Einen Moment später öffnete sie die Tür vollständig, wandte sich wieder an Loyer und knurrte: "Gehen Sie rein". Dann ließ sie ihn stehen und begab sich wieder zu ihrem Schreibtisch.
Thomas Loyer betrat das riesige Büro von Lucius Malfoy und schloss die Tür hinter sich. Malfoy saß hinter einem gewaltigen Schreibtisch aus dunklem, glitzerndem Holz. "Was wollen Sie hier?", fragte Malfoy ohne eine Begrüßung. "Sie wissen, dass sie mich nicht aufsuchen sollen. Noch müssen wir im Verborgenen agieren."

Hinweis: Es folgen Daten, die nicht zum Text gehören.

//! Sentence similarity matrix
//!
//! Each sentence becomes a term-frequency vector over its stemmed content
//! tokens. Cosine similarity over a pair's shared vocabulary gives the edge
//! weight between the two sentences in the ranking graph.
//!
//! # Scaling
//!
//! Construction is O(N²·V) for N sentences of at most V distinct terms. That
//! is fine for document-scale input (tens to low hundreds of sentences) and
//! is the limit of this approach; a corpus-sized input should be split first.

use crate::nlp::tokenizer::Tokenizer;
use crate::types::Sentence;
use rayon::prelude::*;

/// Sparse term-frequency vector, sorted by term
#[derive(Debug, Clone, Default, PartialEq)]
pub struct TermVector {
    terms: Vec<(String, f64)>,
    norm: f64,
}

impl TermVector {
    /// Count tokens into a vector
    pub fn from_tokens(mut tokens: Vec<String>) -> Self {
        tokens.sort_unstable();

        let mut terms: Vec<(String, f64)> = Vec::new();
        for token in tokens {
            match terms.last_mut() {
                Some((term, count)) if *term == token => *count += 1.0,
                _ => terms.push((token, 1.0)),
            }
        }

        let norm = terms.iter().map(|(_, c)| c * c).sum::<f64>().sqrt();
        Self { terms, norm }
    }

    /// L2 norm
    pub fn norm(&self) -> f64 {
        self.norm
    }

    /// Number of distinct terms
    pub fn len(&self) -> usize {
        self.terms.len()
    }

    pub fn is_empty(&self) -> bool {
        self.terms.is_empty()
    }

    /// Cosine similarity; 0 when either vector has no terms
    ///
    /// Terms outside the intersection contribute only to the norms, so the
    /// dot product is a merge over the two sorted term lists.
    pub fn cosine_similarity(&self, other: &TermVector) -> f64 {
        if self.norm == 0.0 || other.norm == 0.0 {
            return 0.0;
        }

        let mut dot = 0.0;
        let (mut i, mut j) = (0, 0);
        while i < self.terms.len() && j < other.terms.len() {
            let (a, ca) = &self.terms[i];
            let (b, cb) = &other.terms[j];
            match a.cmp(b) {
                std::cmp::Ordering::Less => i += 1,
                std::cmp::Ordering::Greater => j += 1,
                std::cmp::Ordering::Equal => {
                    dot += ca * cb;
                    i += 1;
                    j += 1;
                }
            }
        }

        dot / (self.norm * other.norm)
    }
}

/// Dense N×N similarity matrix with a zero diagonal
#[derive(Debug, Clone, Default, PartialEq)]
pub struct SimilarityMatrix {
    size: usize,
    /// Row-major values
    values: Vec<f64>,
}

impl SimilarityMatrix {
    /// All-zero matrix
    pub fn zeros(size: usize) -> Self {
        Self {
            size,
            values: vec![0.0; size * size],
        }
    }

    /// Build from row vectors. Returns `None` unless the rows are square.
    pub fn from_rows(rows: Vec<Vec<f64>>) -> Option<Self> {
        let size = rows.len();
        if rows.iter().any(|row| row.len() != size) {
            return None;
        }
        Some(Self {
            size,
            values: rows.into_iter().flatten().collect(),
        })
    }

    /// Number of sentences
    pub fn len(&self) -> usize {
        self.size
    }

    pub fn is_empty(&self) -> bool {
        self.size == 0
    }

    pub fn get(&self, i: usize, j: usize) -> f64 {
        self.values[i * self.size + j]
    }

    /// Set both (i, j) and (j, i); diagonal writes are ignored
    pub fn set_symmetric(&mut self, i: usize, j: usize, value: f64) {
        if i == j {
            return;
        }
        self.values[i * self.size + j] = value;
        self.values[j * self.size + i] = value;
    }

    pub fn row(&self, i: usize) -> &[f64] {
        &self.values[i * self.size..(i + 1) * self.size]
    }

    /// Iterate rows in order
    pub fn rows(&self) -> impl Iterator<Item = &[f64]> {
        self.values.chunks(self.size.max(1)).take(self.size)
    }

    /// Whether every entry is finite and non-negative
    pub fn is_well_formed(&self) -> bool {
        self.values.iter().all(|v| v.is_finite() && *v >= 0.0)
    }

    /// Largest |m[i][j] - m[j][i]|
    pub fn max_asymmetry(&self) -> f64 {
        let mut max = 0.0_f64;
        for i in 0..self.size {
            for j in (i + 1)..self.size {
                max = max.max((self.get(i, j) - self.get(j, i)).abs());
            }
        }
        max
    }
}

/// Builds a [`SimilarityMatrix`] from sentences
#[derive(Debug, Clone, Copy)]
pub struct SimilarityMatrixBuilder<'a> {
    tokenizer: &'a dyn Tokenizer,
    parallel: bool,
}

impl<'a> SimilarityMatrixBuilder<'a> {
    pub fn new(tokenizer: &'a dyn Tokenizer) -> Self {
        Self {
            tokenizer,
            parallel: false,
        }
    }

    /// Compute rows on the rayon pool. Output is identical to the
    /// sequential build because every cell is computed independently.
    pub fn with_parallel(mut self, parallel: bool) -> Self {
        self.parallel = parallel;
        self
    }

    /// Term vector of every sentence, in order
    pub fn term_vectors(&self, sentences: &[Sentence]) -> Vec<TermVector> {
        let vectorize = |s: &Sentence| TermVector::from_tokens(self.tokenizer.tokenize_and_stem(&s.text));
        if self.parallel {
            sentences.par_iter().map(vectorize).collect()
        } else {
            sentences.iter().map(vectorize).collect()
        }
    }

    /// Build the matrix. Each unordered pair is computed once and mirrored.
    pub fn build(&self, sentences: &[Sentence]) -> SimilarityMatrix {
        let vectors = self.term_vectors(sentences);
        let n = vectors.len();

        let upper_row = |i: usize| -> Vec<f64> {
            ((i + 1)..n)
                .map(|j| vectors[i].cosine_similarity(&vectors[j]))
                .collect()
        };
        let upper: Vec<Vec<f64>> = if self.parallel {
            (0..n).into_par_iter().map(upper_row).collect()
        } else {
            (0..n).map(upper_row).collect()
        };

        let mut matrix = SimilarityMatrix::zeros(n);
        for (i, row) in upper.into_iter().enumerate() {
            for (offset, value) in row.into_iter().enumerate() {
                matrix.set_symmetric(i, i + 1 + offset, value);
            }
        }
        matrix
    }
}
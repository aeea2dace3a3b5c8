//! Suffix-stripping stemmers
//!
//! [`PorterStemmer`] implements the five steps of Porter (1980) and backs the
//! linguistic tokenizer. [`light_stem`] is the small rule set used by the
//! regex tokenizer: plurals, `-ing` and `-ed` only.
//!
//! Porter, M.F. (1980). "An algorithm for suffix stripping."
//! Program, 14(3), 130-137.

/// Porter stemmer for lowercase ASCII words.
///
/// Words containing anything other than ASCII letters are returned lowercased
/// but otherwise untouched.
#[derive(Debug, Clone, Copy, Default)]
pub struct PorterStemmer;

const STEP2_RULES: &[(&str, &str)] = &[
    ("ational", "ate"),
    ("tional", "tion"),
    ("enci", "ence"),
    ("anci", "ance"),
    ("izer", "ize"),
    ("bli", "ble"),
    ("alli", "al"),
    ("entli", "ent"),
    ("eli", "e"),
    ("ousli", "ous"),
    ("ization", "ize"),
    ("ation", "ate"),
    ("ator", "ate"),
    ("alism", "al"),
    ("iveness", "ive"),
    ("fulness", "ful"),
    ("ousness", "ous"),
    ("aliti", "al"),
    ("iviti", "ive"),
    ("biliti", "ble"),
    ("logi", "log"),
];

const STEP3_RULES: &[(&str, &str)] = &[
    ("icate", "ic"),
    ("ative", ""),
    ("alize", "al"),
    ("iciti", "ic"),
    ("ical", "ic"),
    ("ful", ""),
    ("ness", ""),
];

// Longest suffix first where suffixes overlap.
const STEP4_SUFFIXES: &[&str] = &[
    "ement", "ance", "ence", "able", "ible", "ment", "ant", "ent", "ism", "ate", "iti", "ous",
    "ive", "ize", "ion", "al", "er", "ic", "ou",
];

impl PorterStemmer {
    pub fn new() -> Self {
        Self
    }

    /// Stem a single word
    pub fn stem(&self, word: &str) -> String {
        let lower = word.to_lowercase();
        if lower.len() <= 2 || !lower.bytes().all(|b| b.is_ascii_lowercase()) {
            return lower;
        }

        let mut w = lower.into_bytes();
        step1a(&mut w);
        step1b(&mut w);
        step1c(&mut w);
        apply_rules(&mut w, STEP2_RULES);
        apply_rules(&mut w, STEP3_RULES);
        step4(&mut w);
        step5(&mut w);

        w.into_iter().map(char::from).collect()
    }
}

fn is_consonant(w: &[u8], i: usize) -> bool {
    match w[i] {
        b'a' | b'e' | b'i' | b'o' | b'u' => false,
        b'y' => i == 0 || !is_consonant(w, i - 1),
        _ => true,
    }
}

/// Number of vowel-consonant sequences, the `m` of `[C](VC){m}[V]`
fn measure(w: &[u8]) -> usize {
    let n = w.len();
    let mut i = 0;
    let mut m = 0;

    while i < n && is_consonant(w, i) {
        i += 1;
    }
    loop {
        while i < n && !is_consonant(w, i) {
            i += 1;
        }
        if i >= n {
            return m;
        }
        while i < n && is_consonant(w, i) {
            i += 1;
        }
        m += 1;
    }
}

fn has_vowel(w: &[u8]) -> bool {
    (0..w.len()).any(|i| !is_consonant(w, i))
}

fn ends_double_consonant(w: &[u8]) -> bool {
    let n = w.len();
    n >= 2 && w[n - 1] == w[n - 2] && is_consonant(w, n - 1)
}

/// consonant-vowel-consonant ending, where the last consonant is not w, x or y
fn ends_cvc(w: &[u8]) -> bool {
    let n = w.len();
    n >= 3
        && is_consonant(w, n - 3)
        && !is_consonant(w, n - 2)
        && is_consonant(w, n - 1)
        && !matches!(w[n - 1], b'w' | b'x' | b'y')
}

fn replace_suffix(w: &mut Vec<u8>, suffix_len: usize, replacement: &str) {
    w.truncate(w.len() - suffix_len);
    w.extend_from_slice(replacement.as_bytes());
}

fn step1a(w: &mut Vec<u8>) {
    if w.ends_with(b"sses") || w.ends_with(b"ies") {
        w.truncate(w.len() - 2);
    } else if w.ends_with(b"s") && !w.ends_with(b"ss") {
        w.pop();
    }
}

fn step1b(w: &mut Vec<u8>) {
    if w.ends_with(b"eed") {
        if measure(&w[..w.len() - 3]) > 0 {
            w.pop();
        }
        return;
    }

    let suffix_len = if w.ends_with(b"ed") && has_vowel(&w[..w.len() - 2]) {
        2
    } else if w.ends_with(b"ing") && has_vowel(&w[..w.len() - 3]) {
        3
    } else {
        return;
    };
    w.truncate(w.len() - suffix_len);

    if w.ends_with(b"at") || w.ends_with(b"bl") || w.ends_with(b"iz") {
        w.push(b'e');
    } else if ends_double_consonant(w) && !matches!(w[w.len() - 1], b'l' | b's' | b'z') {
        w.pop();
    } else if measure(w) == 1 && ends_cvc(w) {
        w.push(b'e');
    }
}

fn step1c(w: &mut [u8]) {
    let n = w.len();
    if w.ends_with(b"y") && has_vowel(&w[..n - 1]) {
        w[n - 1] = b'i';
    }
}

/// First matching suffix decides; it is replaced only when the stem has `m > 0`
fn apply_rules(w: &mut Vec<u8>, rules: &[(&str, &str)]) {
    if let Some((suffix, replacement)) = rules
        .iter()
        .find(|(suffix, _)| w.ends_with(suffix.as_bytes()))
    {
        if measure(&w[..w.len() - suffix.len()]) > 0 {
            replace_suffix(w, suffix.len(), replacement);
        }
    }
}

fn step4(w: &mut Vec<u8>) {
    let Some(suffix) = STEP4_SUFFIXES
        .iter()
        .find(|suffix| w.ends_with(suffix.as_bytes()))
    else {
        return;
    };

    let stem_len = w.len() - suffix.len();
    let stem = &w[..stem_len];
    if *suffix == "ion" && !matches!(stem.last(), Some(b's') | Some(b't')) {
        return;
    }
    if measure(stem) > 1 {
        w.truncate(stem_len);
    }
}

fn step5(w: &mut Vec<u8>) {
    if w.ends_with(b"e") {
        let stem = &w[..w.len() - 1];
        let m = measure(stem);
        if m > 1 || (m == 1 && !ends_cvc(stem)) {
            w.pop();
        }
    }

    if w.ends_with(b"ll") && measure(w) > 1 {
        w.pop();
    }
}

/// Light stemming for the regex tokenizer
///
/// Handles plural `-s`/`-es`/`-ies`, `-ing` and `-ed` with consonant
/// undoubling. The input is expected to be lowercase.
pub fn light_stem(lower: &str) -> String {
    if !lower.is_ascii() {
        return lower.to_string();
    }

    if lower.ends_with("ies") && lower.len() > 4 {
        return format!("{}y", &lower[..lower.len() - 3]);
    }
    if lower.ends_with("es") && lower.len() > 3 {
        let stem = &lower[..lower.len() - 2];
        if stem.ends_with("ss")
            || stem.ends_with("sh")
            || stem.ends_with("ch")
            || stem.ends_with('x')
        {
            return stem.to_string();
        }
    }
    if lower.ends_with('s') && lower.len() > 3 && !lower.ends_with("ss") {
        return lower[..lower.len() - 1].to_string();
    }
    if lower.ends_with("ing") && lower.len() > 5 {
        return undouble(&lower[..lower.len() - 3]);
    }
    if lower.ends_with("ied") && lower.len() > 4 {
        return format!("{}y", &lower[..lower.len() - 3]);
    }
    if lower.ends_with("ed") && lower.len() > 4 {
        return undouble(&lower[..lower.len() - 2]);
    }

    lower.to_string()
}

fn undouble(stem: &str) -> String {
    let bytes = stem.as_bytes();
    let n = bytes.len();
    if n >= 2 && bytes[n - 1] == bytes[n - 2] && !matches!(bytes[n - 1], b'l' | b's' | b'z') {
        stem[..n - 1].to_string()
    } else {
        stem.to_string()
    }
}

#[cfg(test)]
mod tests {
    use super::*;

    #[test]
    fn test_porter_plurals() {
        let stemmer = PorterStemmer::new();
        assert_eq!(stemmer.stem("caresses"), "caress");
        assert_eq!(stemmer.stem("ponies"), "poni");
        assert_eq!(stemmer.stem("cats"), "cat");
        assert_eq!(stemmer.stem("caress"), "caress");
    }

    #[test]
    fn test_porter_step1b() {
        let stemmer = PorterStemmer::new();
        assert_eq!(stemmer.stem("running"), "run");
        assert_eq!(stemmer.stem("hopping"), "hop");
        assert_eq!(stemmer.stem("agreed"), "agre");
        assert_eq!(stemmer.stem("hopeful"), "hope");
    }

    #[test]
    fn test_porter_conflates_variants() {
        let stemmer = PorterStemmer::new();
        assert_eq!(stemmer.stem("connection"), "connect");
        assert_eq!(stemmer.stem("connected"), "connect");
        assert_eq!(stemmer.stem("connecting"), "connect");
        assert_eq!(stemmer.stem("Connections"), "connect");
    }

    #[test]
    fn test_porter_longer_suffixes() {
        let stemmer = PorterStemmer::new();
        assert_eq!(stemmer.stem("relational"), "relat");
        assert_eq!(stemmer.stem("generalization"), "gener");
        assert_eq!(stemmer.stem("happy"), "happi");
    }

    #[test]
    fn test_porter_leaves_non_ascii() {
        let stemmer = PorterStemmer::new();
        assert_eq!(stemmer.stem("résumés"), "résumés");
        assert_eq!(stemmer.stem("is"), "is");
    }

    #[test]
    fn test_measure() {
        assert_eq!(measure(b"tree"), 0);
        assert_eq!(measure(b"trouble"), 1);
        assert_eq!(measure(b"oaten"), 2);
    }

    #[test]
    fn test_light_stem() {
        assert_eq!(light_stem("running"), "run");
        assert_eq!(light_stem("cats"), "cat");
        assert_eq!(light_stem("studies"), "study");
        assert_eq!(light_stem("boxes"), "box");
        assert_eq!(light_stem("carried"), "carry");
        assert_eq!(light_stem("jumped"), "jump");
        assert_eq!(light_stem("class"), "class");
    }
}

"Ja, Mr. Malfoy, entschuldigen Sie bitte, aber Sie sagten, dass ich mich unverzüglich bei Ihnen melden soll, wenn etwas ungewöhnliches passiert", antwortete Loyer etwas kleinlaut.
"Was ist denn so außergewöhnliches geschehen?", fragte Malfoy in einem Tonfall der unmissverständlich erkennen ließ, dass er den jungen Auror nicht wirklich erst nahm.
"Nun", begann Loyer zögernd, "wir haben heute morgen Severus Snape mit Veritas-Serum verhört."
"Ja, und?", fragte Malfoy ungeduldig.
"Sir, er hat völlig falsche Antworten gegeben, er hat behauptet nie einen Menschen getötet zu haben und er sagte er wäre schon seit vielen Jahren kein Death Eater mehr."
Ein Grinsen breitete sich auf Malfoys Gesicht aus. Loyer blickte ihn verständnislos an.
"Was ist daran so lustig?", fragte der Auror vorsichtig.
"Sie Idiot", antwortete Malfoy und wurde sofort wieder ernst. "Erinnern Sie sich an das Serum, dass der Giftmischer dem dunklen Lord vor einem halben Jahr gegeben hat?"
Loyer überlegte einen Moment. "Das Anti-Veritas-Serum?", fragte er zurück.
"Genau das", sagte Malfoy und sein Grinsen kehrte zurück, "also funktioniert es wirklich, dieser Mistkerl ist wahrhaftig ein Genie."
"Ich bringe ihn um", zischte Loyer wütend.
"Wagen Sie sich", unterbrach Malfoy den jungen Mann ungehalten, "besser hätte es nicht laufen können. Durch diese Aussage kann das Ministerium Snape nicht nachweisen, dass er ein Death Eater war. Früher oder später werden sie ihn freilassen müssen. Dann, endlich, bekommt der dunkle Lord seine Rache. Er wird sehr erfreut sein, wenn ich ihm von dieser unerwarteten Wendung berichte."
"Aber Sir, wie ist er bloß an dieses Serum gekommen?", fragte Loyer und konnte die Euphorie Malfoys ganz und gar nicht nachvollziehen.
"Das ist eine gute Frage", antwortete dieser. "Irgendjemand muss es ihm gebracht haben. Verständigen Sie sofort Mr. Keith. Er soll ein paar Dementoren ausschwärmen lassen. Wie auch immer dieser Jemand nach Askaban gekommen ist, er ist mit Sicherheit noch dort. Er wird es bestimmt nicht wagen die Insel bei Tageslicht zu verlassen."
"Ich werde ihn sofort verständigen", antwortete Loyer eifrig und verließ schnell das Büro von Lucius Malfoy.